En este marco se inicia la mistificación del “movimiento” y su sofisticada reelaboración conceptual como instancia superior de conducción estratégica en relación con la cual las expresiones políticas de base quedan reducidas a meras piezas tácticas.

El movimiento, es esta variante bizantina que es típica de la etapa posterior al golpe de 1955, emerge de hecho para reemplazar la demolido Estado peronista como factor de verticalización.

Esta es la clave del “movimientismo” peronista, fenómeno ausente o sólo larvado en el período 1946-1955, pero que luego asciende a primer plano para llenar el espacio dejado vacente por el Estado peronista en un esquema autoritario de conducción política.

Perón como sujeto en el exilio de una incontrastada voluntad política cuyo cuerpo místico es el movimiento, rescata para sí de este modo el papel regimentador que había desempeñado antes como jefe y encarnación del Estado-peronista, reabsorbiendo la iniciativa que bajo la Revolución Libertadora corría el peligro de ser recuperada por la masa peronista.

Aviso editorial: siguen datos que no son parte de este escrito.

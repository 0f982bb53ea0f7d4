use std::sync::Arc;
use std::time::Instant;

use chrono::Utc;
use tokio::sync::{mpsc, oneshot};
use tracing::{debug, info, warn};
use uuid::Uuid;

use crate::error::AppError;
use crate::models::booking::{Booking, BookingDraft};
use crate::observability::metrics::Metrics;
use crate::store::storage::{load_collection, save_collection, Storage, BOOKINGS_KEY};

pub(crate) type Reply<T> = oneshot::Sender<Result<T, AppError>>;
pub(crate) type Mutation = Box<dyn FnOnce(&Booking) -> Result<Booking, AppError> + Send>;

pub(crate) enum StoreCommand {
    Create {
        draft: BookingDraft,
        reply: Reply<Booking>,
    },
    Update {
        id: Uuid,
        mutation: Mutation,
        reply: Reply<Booking>,
    },
    List {
        reply: Reply<Vec<Booking>>,
    },
}

impl StoreCommand {
    fn op(&self) -> &'static str {
        match self {
            StoreCommand::Create { .. } => "create",
            StoreCommand::Update { .. } => "update",
            StoreCommand::List { .. } => "list",
        }
    }
}

/// Sole owner of the persisted booking collection. Commands are handled one at
/// a time, so every read-modify-write cycle sees the previous one's result.
pub struct StoreActor {
    storage: Arc<dyn Storage>,
    rx: mpsc::Receiver<StoreCommand>,
    metrics: Metrics,
}

impl StoreActor {
    pub(crate) fn new(
        storage: Arc<dyn Storage>,
        rx: mpsc::Receiver<StoreCommand>,
        metrics: Metrics,
    ) -> Self {
        Self {
            storage,
            rx,
            metrics,
        }
    }

    pub async fn run(mut self) {
        info!("booking store started");

        while let Some(command) = self.rx.recv().await {
            let op = command.op();
            let start = Instant::now();

            match command {
                StoreCommand::Create { draft, reply } => {
                    let result = self.create(draft).await;
                    match &result {
                        Ok(booking) => info!(
                            booking_id = %booking.id,
                            user_id = %booking.user_id,
                            emergency = booking.is_emergency,
                            "booking created"
                        ),
                        Err(err) => warn!(error = %err, "booking creation rejected"),
                    }
                    let _ = reply.send(result);
                }
                StoreCommand::Update { id, mutation, reply } => {
                    let result = self.update(id, mutation).await;
                    match &result {
                        Ok(booking) => info!(
                            booking_id = %booking.id,
                            status = %booking.status,
                            "booking updated"
                        ),
                        Err(err) => warn!(booking_id = %id, error = %err, "booking update rejected"),
                    }
                    let _ = reply.send(result);
                }
                StoreCommand::List { reply } => {
                    let result = self.load().await;
                    if let Ok(bookings) = &result {
                        debug!(count = bookings.len(), "bookings listed");
                    }
                    let _ = reply.send(result);
                }
            }

            self.metrics
                .store_op_latency_seconds
                .with_label_values(&[op])
                .observe(start.elapsed().as_secs_f64());
        }

        warn!("booking store stopped: command channel closed");
    }

    async fn load(&self) -> Result<Vec<Booking>, AppError> {
        load_collection(self.storage.as_ref(), BOOKINGS_KEY).await
    }

    async fn create(&self, draft: BookingDraft) -> Result<Booking, AppError> {
        let mut bookings = self.load().await?;

        if let Some(active) = bookings
            .iter()
            .find(|b| b.user_id == draft.user_id && b.status.is_active())
        {
            return Err(AppError::ConflictingActiveBooking {
                user_id: draft.user_id,
                booking_id: active.id,
            });
        }

        let mut id = Uuid::new_v4();
        while bookings.iter().any(|b| b.id == id) {
            id = Uuid::new_v4();
        }

        let booking = Booking::from_draft(draft, id, Utc::now());
        bookings.push(booking.clone());
        save_collection(self.storage.as_ref(), BOOKINGS_KEY, &bookings).await?;

        Ok(booking)
    }

    async fn update(&self, id: Uuid, mutation: Mutation) -> Result<Booking, AppError> {
        let mut bookings = self.load().await?;

        let slot = bookings
            .iter_mut()
            .find(|b| b.id == id)
            .ok_or_else(|| AppError::NotFound(format!("booking {id} not found")))?;

        let updated = mutation(&*slot)?;
        check_immutable_fields(slot, &updated)?;
        *slot = updated.clone();

        save_collection(self.storage.as_ref(), BOOKINGS_KEY, &bookings).await?;
        Ok(updated)
    }
}

fn check_immutable_fields(before: &Booking, after: &Booking) -> Result<(), AppError> {
    let driver_rebound = before.driver_id.is_some() && before.driver_id != after.driver_id;

    if before.id != after.id
        || before.user_id != after.user_id
        || before.booking_time != after.booking_time
        || before.is_emergency != after.is_emergency
        || driver_rebound
    {
        return Err(AppError::Internal(format!(
            "mutation of booking {} touched an immutable field",
            before.id
        )));
    }

    Ok(())
}
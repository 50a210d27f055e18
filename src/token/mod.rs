//! Fungible-token collaborator
//!
//! The asset ledger the gatekeeper moves when an authorized target happens to
//! be a token rather than a plain account. The gatekeeper only ever consumes
//! the standard interface: `mint`, `transfer`, `approve`, `transfer_from`,
//! `balance_of`. The [`CallTarget`](crate::exec::CallTarget) impl lets a
//! token be registered in the environment and driven by executed proposals.

pub mod token;

pub use token::{Token, TokenCall, TokenError, TransferEvent};
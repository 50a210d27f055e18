//! Cryptographic utilities for the gatekeeper
//!
//! This module provides:
//! - SHA-256 hashing
//! - ECDSA key management with signer recovery (secp256k1)
//! - Deterministic action digests

pub mod digest;
pub mod hash;
pub mod keys;

pub use digest::{queue_digest, transaction_digest};
pub use hash::{double_sha256, sha256, sha256_hex};
pub use keys::{
    public_key_from_hex, public_key_to_address, recover_address, recover_signer,
    sign_recoverable, KeyError, KeyPair, SIGNATURE_LENGTH,
};
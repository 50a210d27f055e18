//! Off-chain-signature multisig
//!
//! Authorizes a single action from a caller-supplied bundle of detached
//! recoverable signatures. The wallet persists no proposal state: the bundle
//! itself is the whole authorization. Each 65-byte record is recovered over
//! the transaction digest to an owner address, and the bundle must be sorted
//! strictly ascending by owner address. Sorting gives a canonical encoding of
//! "who signed" and makes duplicates detectable in one pass.

use crate::crypto::{recover_address, transaction_digest, KeyPair, SIGNATURE_LENGTH};
use crate::exec::Environment;
use crate::multisig::wallet::{MultisigConfig, MultisigError};
use log::{debug, info};

/// A stateless threshold wallet verified from detached signatures
#[derive(Clone, Debug)]
pub struct SignatureMultisig {
    /// Wallet address (holds the funds being authorized)
    address: String,
    /// Owner set and threshold, fixed at construction
    config: MultisigConfig,
}

impl SignatureMultisig {
    /// Create a wallet from a validated configuration
    pub fn new(config: MultisigConfig) -> Self {
        let address = config.wallet_address();
        Self { address, config }
    }

    /// Get the wallet address
    pub fn address(&self) -> &str {
        &self.address
    }

    /// Get the required threshold
    pub fn threshold(&self) -> usize {
        self.config.threshold()
    }

    /// Get the total number of owners
    pub fn owner_count(&self) -> usize {
        self.config.owner_count()
    }

    /// Check if an address is an authorized owner
    pub fn is_owner(&self, address: &str) -> bool {
        self.config.is_owner(address)
    }

    /// Digest owners must sign to authorize `(to, value, data)`
    pub fn encode_transaction_data(&self, to: &str, value: u64, data: &[u8]) -> String {
        transaction_digest(&self.address, to, value, data)
    }

    /// Execute an action authorized by a signature bundle
    ///
    /// `signatures` is a concatenation of 65-byte recoverable signature
    /// records over [`encode_transaction_data`](Self::encode_transaction_data),
    /// sorted strictly ascending by the signer's owner address.
    ///
    /// Nothing is persisted on success: the digest carries no nonce, so the
    /// same bundle authorizes the same `(to, value, data)` again. Callers that
    /// need one-shot semantics must encode freshness into `data`.
    pub fn exec_transaction(
        &self,
        env: &mut Environment,
        to: &str,
        value: u64,
        data: &[u8],
        signatures: &[u8],
    ) -> Result<Vec<u8>, MultisigError> {
        let digest = self.encode_transaction_data(to, value, data);
        self.check_signatures(&digest, signatures)?;

        debug!(
            "multisig {} authorized tx to={} value={} ({})",
            self.address,
            to,
            value,
            self.config.description()
        );

        let returndata = env.call(&self.address, to, value, data)?;
        info!("multisig {} executed tx to={} value={}", self.address, to, value);
        Ok(returndata)
    }

    /// Verify a signature bundle against a digest and the threshold
    pub fn check_signatures(
        &self,
        digest_hex: &str,
        signatures: &[u8],
    ) -> Result<(), MultisigError> {
        if signatures.len() % SIGNATURE_LENGTH != 0 {
            return Err(MultisigError::InvalidSignature);
        }

        let have = signatures.len() / SIGNATURE_LENGTH;
        let need = self.config.threshold();
        if have < need {
            return Err(MultisigError::InsufficientSignatures { have, need });
        }

        let digest = hex::decode(digest_hex).map_err(|_| MultisigError::InvalidSignature)?;

        let mut previous: Option<String> = None;
        for record in signatures.chunks(SIGNATURE_LENGTH) {
            let signer =
                recover_address(&digest, record).map_err(|_| MultisigError::InvalidSignature)?;

            if !self.config.is_owner(&signer) {
                return Err(MultisigError::InvalidSignature);
            }

            // Strict ascending order rejects both duplicates and shuffles
            if let Some(prev) = &previous {
                if *prev >= signer {
                    return Err(MultisigError::DuplicateOrUnsortedSignature);
                }
            }
            previous = Some(signer);
        }

        Ok(())
    }
}

/// Build a canonically sorted signature bundle over a digest
///
/// Sorts the signing keys ascending by owner address before signing, so the
/// resulting bundle always satisfies the wallet's ordering rule.
pub fn collect_signatures(keys: &[KeyPair], digest_hex: &str) -> Result<Vec<u8>, MultisigError> {
    let digest = hex::decode(digest_hex).map_err(|_| MultisigError::InvalidSignature)?;

    let mut sorted: Vec<&KeyPair> = keys.iter().collect();
    sorted.sort_by_key(|k| k.address());

    let mut bundle = Vec::with_capacity(sorted.len() * SIGNATURE_LENGTH);
    for key in sorted {
        bundle.extend_from_slice(&key.sign(&digest)?);
    }
    Ok(bundle)
}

Las premisas básicamente fascistas que habían originado en Perón su peculiar concepción del Estado lo llevan en el exilio a elaborar el nuevo papel del movimiento, bajo cuya tutela podrá incluso renacer en su momento el Partido peronista con la misma naturaleza vicaria y táctica que lo caracterizó en el período
1946-1955, exhibiendo apariencias de una democracia interna autodeterminante que sólo disimulaban su pasiva ejecución a un centro de digitación externo.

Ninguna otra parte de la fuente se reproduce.